Technology Built for These Times

And the HA journey continues. Today, the rise of AI computational demand, along with the supertrend of electrification, has forced the IEA to raise its growth forecasts for global power again and again. In its latest report, released in February, the IEA saw 4.3% global growth last year, and projected 4.0% growth for this year and next year too — one of the strongest sustained growth advances in many years. As GE Vernova CEO Scott Strazik recently wrote in an op-ed, “The International Energy Agency recently said the world will need to build as much capacity in the next five years as the U.S. and Europe did in the last 136 years.” While strong growth presents a challenge, it’s also an opportunity, according to Strazik, who said at last year’s Climate Week and UN General Assembly conference that “growth is the only thing that’s going to give us a chance to address” the climate challenge.

And growth is exactly how the HA, according to Remington, will march forward in its journey from 3 million to 10 million hours of runtime. The HA order book is quickly expanding, and GE Vernova is investing heavily in HA output capacity at its Greenville, South Carolina, facility. According to Remington, in the recent past it was generally an 18-to-24-month cycle from the signing of the contract to the delivery of new power equipment. But with so much demand, that delivery timeline has started to expand, and he says the goal of the company’s investment is to help ensure that customers are able to receive the products. “The power industry has accelerated incredibly fast, just in the past year and a half,” he says. Not coincidentally, the first AI chatbots started to appear just two years ago and were a hit with consumers. 

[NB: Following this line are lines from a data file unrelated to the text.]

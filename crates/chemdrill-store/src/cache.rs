//! Two-tier TTL cache.
//!
//! The memory tier is consulted first, then the durable tier; a durable
//! hit backfills memory. Freshness is checked on every read, so a miss
//! never yields a stale value; expired entries are evicted lazily from the
//! tier they were found in. Writes never fail the caller: a rejected
//! durable write leaves the memory tier updated and is logged.

use std::collections::HashMap;
use std::sync::atomic::{AtomicI64, Ordering};
use std::sync::{Arc, Mutex};
use std::time::Duration;

use serde::de::DeserializeOwned;
use serde::{Deserialize, Serialize};

use crate::durable::DurableStore;

/// Millisecond clock, injectable so TTL expiry is testable without
/// sleeping.
pub trait Clock: Send + Sync {
    fn now_ms(&self) -> i64;
}

/// Wall-clock time.
pub struct SystemClock;

impl Clock for SystemClock {
    fn now_ms(&self) -> i64 {
        chrono::Utc::now().timestamp_millis()
    }
}

/// Hand-driven clock for tests.
#[derive(Default)]
pub struct ManualClock {
    now_ms: AtomicI64,
}

impl ManualClock {
    pub fn new(start_ms: i64) -> Self {
        Self {
            now_ms: AtomicI64::new(start_ms),
        }
    }

    pub fn advance(&self, by: Duration) {
        self.now_ms.fetch_add(by.as_millis() as i64, Ordering::Relaxed);
    }
}

impl Clock for ManualClock {
    fn now_ms(&self) -> i64 {
        self.now_ms.load(Ordering::Relaxed)
    }
}

/// A cached value with its storage timestamp. Owned exclusively by the
/// cache; this shape is also the durable-tier JSON layout.
#[derive(Debug, Clone, Serialize, Deserialize)]
struct CacheEntry<T> {
    value: T,
    stored_at: i64,
}

/// Two-tier cache for one data class, with a fixed TTL.
///
/// Constructed explicitly and passed to whatever needs it; one instance
/// per data class (e.g. hour-long TTL for question pools, seconds for
/// fast-changing aggregates).
pub struct CacheStore {
    memory: Mutex<HashMap<String, CacheEntry<serde_json::Value>>>,
    durable: Arc<dyn DurableStore>,
    ttl_ms: i64,
    clock: Arc<dyn Clock>,
}

impl CacheStore {
    pub fn new(durable: Arc<dyn DurableStore>, ttl: Duration) -> Self {
        Self::with_clock(durable, ttl, Arc::new(SystemClock))
    }

    pub fn with_clock(durable: Arc<dyn DurableStore>, ttl: Duration, clock: Arc<dyn Clock>) -> Self {
        Self {
            memory: Mutex::new(HashMap::new()),
            durable,
            ttl_ms: ttl.as_millis() as i64,
            clock,
        }
    }

    fn is_fresh(&self, stored_at: i64) -> bool {
        self.clock.now_ms() - stored_at < self.ttl_ms
    }

    /// Look up a fresh value, consulting memory then the durable tier.
    pub fn get<T: DeserializeOwned>(&self, key: &str) -> Option<T> {
        {
            let mut memory = self.memory.lock().unwrap();
            if let Some(entry) = memory.get(key) {
                if self.is_fresh(entry.stored_at) {
                    match serde_json::from_value(entry.value.clone()) {
                        Ok(value) => return Some(value),
                        Err(e) => {
                            tracing::warn!(key, error = %e, "cached value has wrong shape, evicting");
                            memory.remove(key);
                            self.durable.remove(key);
                            return None;
                        }
                    }
                }
                memory.remove(key);
            }
        }

        let raw = self.durable.get(key)?;
        let entry: CacheEntry<serde_json::Value> = match serde_json::from_str(&raw) {
            Ok(entry) => entry,
            Err(e) => {
                tracing::warn!(key, error = %e, "durable cache entry is corrupt, evicting");
                self.durable.remove(key);
                return None;
            }
        };

        if !self.is_fresh(entry.stored_at) {
            self.durable.remove(key);
            return None;
        }

        match serde_json::from_value(entry.value.clone()) {
            Ok(value) => {
                // Backfill the cheap tier.
                self.memory.lock().unwrap().insert(key.to_string(), entry);
                Some(value)
            }
            Err(e) => {
                tracing::warn!(key, error = %e, "durable cache value has wrong shape, evicting");
                self.durable.remove(key);
                None
            }
        }
    }

    /// Store a value in both tiers. Never fails: a rejected durable write
    /// degrades to memory-only caching.
    pub fn set<T: Serialize>(&self, key: &str, value: &T) {
        let value = match serde_json::to_value(value) {
            Ok(value) => value,
            Err(e) => {
                tracing::warn!(key, error = %e, "value is not serializable, not caching");
                return;
            }
        };

        let entry = CacheEntry {
            value,
            stored_at: self.clock.now_ms(),
        };

        match serde_json::to_string(&entry) {
            Ok(json) => {
                if let Err(e) = self.durable.set(key, &json) {
                    tracing::warn!(key, error = %e, "durable cache write failed, memory tier only");
                }
            }
            Err(e) => {
                tracing::warn!(key, error = %e, "cache entry serialization failed");
            }
        }

        self.memory.lock().unwrap().insert(key.to_string(), entry);
    }
}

Remington says it’s not just raw demand for more global power that will drive the HA forward, but the portfolio’s range of capabilities, which are now coming into view. For example, at the new Net-Zero Teesside Power station in the U.K., GE Vernova will supply a 9HA.02 turbine to be customized to intersect with a leading-edge carbon capture system, a testament to the HA’s flexibility. In a world of robust data center growth, where operators may have trouble finding a connection to the grid, they can choose instead to site the HA directly on their property, in what’s known as a behind-the-meter configuration. Can’t plug in to the grid? Build your own.

Looking ahead, Remington discerns that most of the dynamics that got the HA to its current milestone are still seen today. Electrification of residential and industrial segments, fast-growing wind and solar that require firming, and still more coal plant closures are all set to accelerate in the years ahead, and on top of that there is now an enormous AI load fueling demand. “Even if you took just a fraction of the load growth currently forecasted,” he says, “the numbers are still astounding.”